I mean honestly without the theoretical misdirection, I'd find this one of the better examples of a reasonable use of AI within a courtroom. IE it sounds like he asked to represent himself. He presented a video which, to my knowledge all the arguements were written by the person himself. Second the judge asked who it was he said the avitar is AI, presenting his arguements.

So in short, the only thing that's attempted to be bypassed, are biases related to his appearence and speech.

IMO this concept could be the real future of trials if done right.
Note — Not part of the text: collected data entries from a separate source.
//! Live Session Scheduler
//!
//! Keeps at most one live-location session per chat. Each session has a
//! repeating refresh timer that sends a new fact about the session's origin
//! and, when the live period is bounded, a one-shot expiry timer.
//!
//! Starting a session for a chat that already has one stops the old session
//! (timers released, record removed) before anything new is armed. Timer
//! actions carry the generation of the session that armed them and do nothing
//! once that session is gone.

use chrono::{DateTime, Utc};
use futures_util::FutureExt;
use parking_lot::Mutex;
use std::sync::atomic::{AtomicU64, Ordering};
use std::sync::{Arc, Weak};
use std::time::Duration;
use tracing::{debug, error, info, warn};

use super::session::{LiveSession, SessionInfo, SessionStore};
use super::timer::{Clock, SystemClock, TaskScheduler, TimerAction, TokioTimers};
use crate::channels::{Notifier, ParseMode};
use crate::facts::{FactProvider, FactRequest, DEFAULT_RADIUS_METERS, RETRY_RADIUS_METERS};
use crate::location::Location;
use crate::messages;

/// Scheduler configuration
#[derive(Debug, Clone)]
pub struct SchedulerConfig {
    /// Time between refresh ticks (default: 10 min)
    pub refresh_interval: Duration,
    /// Radius for regular lookups
    pub radius: u32,
    /// Radius for the single retry after a duplicate
    pub retry_radius: u32,
}

impl Default for SchedulerConfig {
    fn default() -> Self {
        Self {
            refresh_interval: Duration::from_secs(messages::REFRESH_MINUTES * 60),
            radius: DEFAULT_RADIUS_METERS,
            retry_radius: RETRY_RADIUS_METERS,
        }
    }
}

/// Rejected session starts
#[derive(Debug, Clone, PartialEq, Eq, thiserror::Error)]
pub enum SessionError {
    #[error("Session end {end} is not after its start {start}")]
    InvalidWindow {
        start: DateTime<Utc>,
        end: DateTime<Utc>,
    },

    #[error("Session already expired at {0}")]
    AlreadyExpired(DateTime<Utc>),
}

/// What a refresh tick did
#[derive(Debug, Clone, Copy, PartialEq, Eq)]
pub enum TickOutcome {
    /// No session for the chat
    NoSession,
    /// Session was replaced or changed while the tick ran
    Superseded,
    /// Session was past its end time and has been stopped
    Expired,
    /// Fact lookup failed; session stays active
    FetchFailed,
    /// Both lookups repeated the last fact; nothing sent
    DuplicateSuppressed,
    /// Sending the fact failed; session stays active
    SendFailed,
    /// A new fact was sent
    Relayed,
}

struct Inner {
    store: Mutex<SessionStore>,
    facts: Arc<dyn FactProvider>,
    notifier: Arc<dyn Notifier>,
    timers: Arc<dyn TaskScheduler>,
    clock: Arc<dyn Clock>,
    config: SchedulerConfig,
    next_generation: AtomicU64,
}

impl Inner {
    /// Cancel both timers of a removed session
    fn release(&self, session: &mut LiveSession) {
        let (refresh, expiry) = session.take_timers();
        if let Some(handle) = refresh {
            self.timers.cancel(handle);
        }
        if let Some(handle) = expiry {
            self.timers.cancel(handle);
        }
    }

    /// Remove the session only if it is still the given generation
    fn remove_current(&self, chat_id: i64, generation: u64) -> bool {
        let removed = {
            let mut store = self.store.lock();
            match store.get(chat_id) {
                Some(s) if s.generation == generation => store.remove(chat_id),
                _ => None,
            }
        };

        match removed {
            Some(mut session) => {
                self.release(&mut session);
                true
            }
            None => false,
        }
    }
}

/// Owner of all live sessions
#[derive(Clone)]
pub struct LiveSessionScheduler {
    inner: Arc<Inner>,
}

impl LiveSessionScheduler {
    /// Scheduler on tokio timers and the wall clock
    pub fn new(facts: Arc<dyn FactProvider>, notifier: Arc<dyn Notifier>) -> Self {
        Self::with_parts(
            facts,
            notifier,
            Arc::new(TokioTimers::new()),
            Arc::new(SystemClock),
            SchedulerConfig::default(),
        )
    }

    /// Scheduler with explicit timers, clock and config
    pub fn with_parts(
        facts: Arc<dyn FactProvider>,
        notifier: Arc<dyn Notifier>,
        timers: Arc<dyn TaskScheduler>,
        clock: Arc<dyn Clock>,
        config: SchedulerConfig,
    ) -> Self {
        Self {
            inner: Arc::new(Inner {
                store: Mutex::new(SessionStore::new()),
                facts,
                notifier,
                timers,
                clock,
                config,
                next_generation: AtomicU64::new(0),
            }),
        }
    }

    fn from_inner(inner: Arc<Inner>) -> Self {
        Self { inner }
    }

    /// Current time as seen by the scheduler
    pub fn now(&self) -> DateTime<Utc> {
        self.inner.clock.now()
    }

    pub fn config(&self) -> &SchedulerConfig {
        &self.inner.config
    }

    /// Start (or replace) the live session for a chat.
    ///
    /// An end time that is not after `start_time`, or already in the past,
    /// is refused and leaves any existing session untouched.
    pub fn start_session(
        &self,
        chat_id: i64,
        location: Location,
        initial_fact: Option<String>,
        start_time: DateTime<Utc>,
        end_time: Option<DateTime<Utc>>,
    ) -> Result<(), SessionError> {
        let now = self.now();

        if let Some(end) = end_time {
            if end <= start_time {
                return Err(SessionError::InvalidWindow {
                    start: start_time,
                    end,
                });
            }
            if end <= now {
                return Err(SessionError::AlreadyExpired(end));
            }
        }

        // Old timers must be gone before new ones are armed
        self.stop_session(chat_id);

        let generation = self.inner.next_generation.fetch_add(1, Ordering::Relaxed) + 1;
        let mut session = LiveSession::new(
            chat_id,
            location,
            initial_fact,
            start_time,
            end_time,
            generation,
        );

        session.refresh_timer = Some(self.inner.timers.schedule_repeating(
            self.inner.config.refresh_interval,
            self.refresh_action(chat_id, generation),
        ));

        if let Some(end) = end_time {
            let delay = (end - now).to_std().unwrap_or_default();
            session.expiry_timer = Some(
                self.inner
                    .timers
                    .schedule_once(delay, self.expiry_action(chat_id, generation)),
            );
        }

        let replaced = self.inner.store.lock().insert(session);
        if let Some(mut stray) = replaced {
            // A concurrent start won the race between stop and insert
            warn!("Live session for chat {} replaced concurrently", chat_id);
            self.inner.release(&mut stray);
        }

        info!(
            "Live session started for chat {} (generation {}), interval {:?}, ends {:?}",
            chat_id, generation, self.inner.config.refresh_interval, end_time
        );
        Ok(())
    }

    /// Stop the chat's session, if any. Returns whether one existed.
    pub fn stop_session(&self, chat_id: i64) -> bool {
        let removed = self.inner.store.lock().remove(chat_id);

        match removed {
            Some(mut session) => {
                self.inner.release(&mut session);
                info!("Live session stopped for chat {}", chat_id);
                true
            }
            None => {
                debug!("No live session to stop for chat {}", chat_id);
                false
            }
        }
    }

    /// Stop every session. Returns how many were stopped.
    pub fn stop_all_sessions(&self) -> usize {
        let sessions: Vec<LiveSession> = {
            let mut store = self.inner.store.lock();
            store
                .chat_ids()
                .into_iter()
                .filter_map(|chat_id| store.remove(chat_id))
                .collect()
        };

        info!("Stopping all live sessions ({})", sessions.len());

        let count = sessions.len();
        for mut session in sessions {
            self.inner.release(&mut session);
        }
        count
    }

    pub fn has_session(&self, chat_id: i64) -> bool {
        self.inner.store.lock().get(chat_id).is_some()
    }

    pub fn session_count(&self) -> usize {
        self.inner.store.lock().len()
    }

    /// Last fact delivered to the chat's session
    pub fn last_fact(&self, chat_id: i64) -> Option<String> {
        self.inner
            .store
            .lock()
            .get(chat_id)
            .and_then(|s| s.last_fact.clone())
    }

    /// Snapshot of active sessions
    pub fn sessions_info(&self) -> Vec<SessionInfo> {
        self.inner.store.lock().infos()
    }

    /// Run one refresh tick for the chat's current session
    pub async fn run_tick(&self, chat_id: i64) -> TickOutcome {
        self.tick(chat_id, None).await
    }

    async fn tick(&self, chat_id: i64, expected_generation: Option<u64>) -> TickOutcome {
        let now = self.now();

        let (generation, location, last_fact, expired) = {
            let store = self.inner.store.lock();
            let Some(session) = store.get(chat_id) else {
                return TickOutcome::NoSession;
            };
            if expected_generation.is_some_and(|g| g != session.generation) {
                return TickOutcome::Superseded;
            }
            (
                session.generation,
                session.location.clone(),
                session.last_fact.clone(),
                session.is_expired(now),
            )
        };

        if expired {
            self.finish(chat_id, generation, messages::LIVE_ENDED).await;
            return TickOutcome::Expired;
        }

        let request = FactRequest::new(location.latitude, location.longitude)
            .with_radius(self.inner.config.radius);
        let first = self.inner.facts.get_fact(request).await;

        let Some(found) = first.fact() else {
            warn!(
                "Fact lookup failed for chat {}: {}",
                chat_id,
                first.error.as_ref().map(ToString::to_string).unwrap_or_default()
            );
            return TickOutcome::FetchFailed;
        };

        let fact = if last_fact.as_deref() == Some(found) {
            info!("Repeated fact for chat {}, retrying with wider radius", chat_id);

            let retry = self
                .inner
                .facts
                .get_fact(request.with_radius(self.inner.config.retry_radius))
                .await;

            match retry.fact() {
                Some(fresh) if last_fact.as_deref() != Some(fresh) => fresh.to_string(),
                _ => {
                    info!("No new fact for chat {}, skipping this tick", chat_id);
                    return TickOutcome::DuplicateSuppressed;
                }
            }
        } else {
            found.to_string()
        };

        // The session may have been replaced, or another tick may have sent
        // a fact, while the lookups were in flight
        {
            let store = self.inner.store.lock();
            match store.get(chat_id) {
                Some(s) if s.generation == generation && s.last_fact == last_fact => {}
                _ => return TickOutcome::Superseded,
            }
        }

        match self
            .inner
            .notifier
            .send_text(chat_id, &messages::scheduled_fact(&fact), ParseMode::Markdown)
            .await
        {
            Ok(_) => {
                self.inner
                    .store
                    .lock()
                    .update_last_fact(chat_id, generation, &fact);
                TickOutcome::Relayed
            }
            Err(e) => {
                error!("Failed to send scheduled fact to chat {}: {}", chat_id, e);
                TickOutcome::SendFailed
            }
        }
    }

    /// Stop the given session generation and notify the chat once
    async fn finish(&self, chat_id: i64, generation: u64, notice: &str) -> bool {
        if !self.inner.remove_current(chat_id, generation) {
            return false;
        }

        info!("Live session for chat {} ended", chat_id);

        if let Err(e) = self
            .inner
            .notifier
            .send_text(chat_id, notice, ParseMode::Plain)
            .await
        {
            error!("Failed to send end notice to chat {}: {}", chat_id, e);
        }
        true
    }

    fn refresh_action(&self, chat_id: i64, generation: u64) -> TimerAction {
        let weak: Weak<Inner> = Arc::downgrade(&self.inner);
        Arc::new(move || {
            let weak = weak.clone();
            async move {
                if let Some(inner) = weak.upgrade() {
                    let outcome = Self::from_inner(inner).tick(chat_id, Some(generation)).await;
                    debug!("Tick for chat {}: {:?}", chat_id, outcome);
                }
            }
            .boxed()
        })
    }

    fn expiry_action(&self, chat_id: i64, generation: u64) -> TimerAction {
        let weak: Weak<Inner> = Arc::downgrade(&self.inner);
        Arc::new(move || {
            let weak = weak.clone();
            async move {
                if let Some(inner) = weak.upgrade() {
                    Self::from_inner(inner)
                        .finish(chat_id, generation, messages::LIVE_EXPIRED)
                        .await;
                }
            }
            .boxed()
        })
    }
}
Imagine say if we used say extreme facial tracking AI, hid the defendent's actual appearence, but allowed the defendants to use avitars, that still map out any facial expressions and body language they make during the trial... but actually conceal the defendent's actual race and appearance. We could literally be looking at the one solution to the racial bias... the reality that with the same evidence, race plays a huge part in conviction rate and harshness of sentences.

[–] Zwuzelmaus@feddit.org -1 points 1 day ago (1 children)

the only thing that's attempted to be bypassed, are biases related to his appearence and speech.IMO this concept could be the real future of trials if done right.

How do you know if it is done right or wrong?

It is fake, and it is a manipulative kind of fake.

You assume some honorable purpose, but that isn't the only possible purpose.

Even "bypassing biases" would be a kind of manipulation, and you can never know what other manipulation is going on at the same time. It could exploit other biases. It could try other tricks that we are not evil enough to imagine, and it would be "better" at it than any real human.

[–] TheFogan@programming.dev 4 points 23 hours ago (1 children)

The point is the idea, that in general a system could be applied where... say universally the same avitar is applied to everyone while on trial. The fact is "looking trustworthy", is inherently an unfair advantage, that has no real bearing on actual innocence or guilt of which we know these bias's have helped people that better evidence have resulted in innocent people getting convicted, and guilty people walking.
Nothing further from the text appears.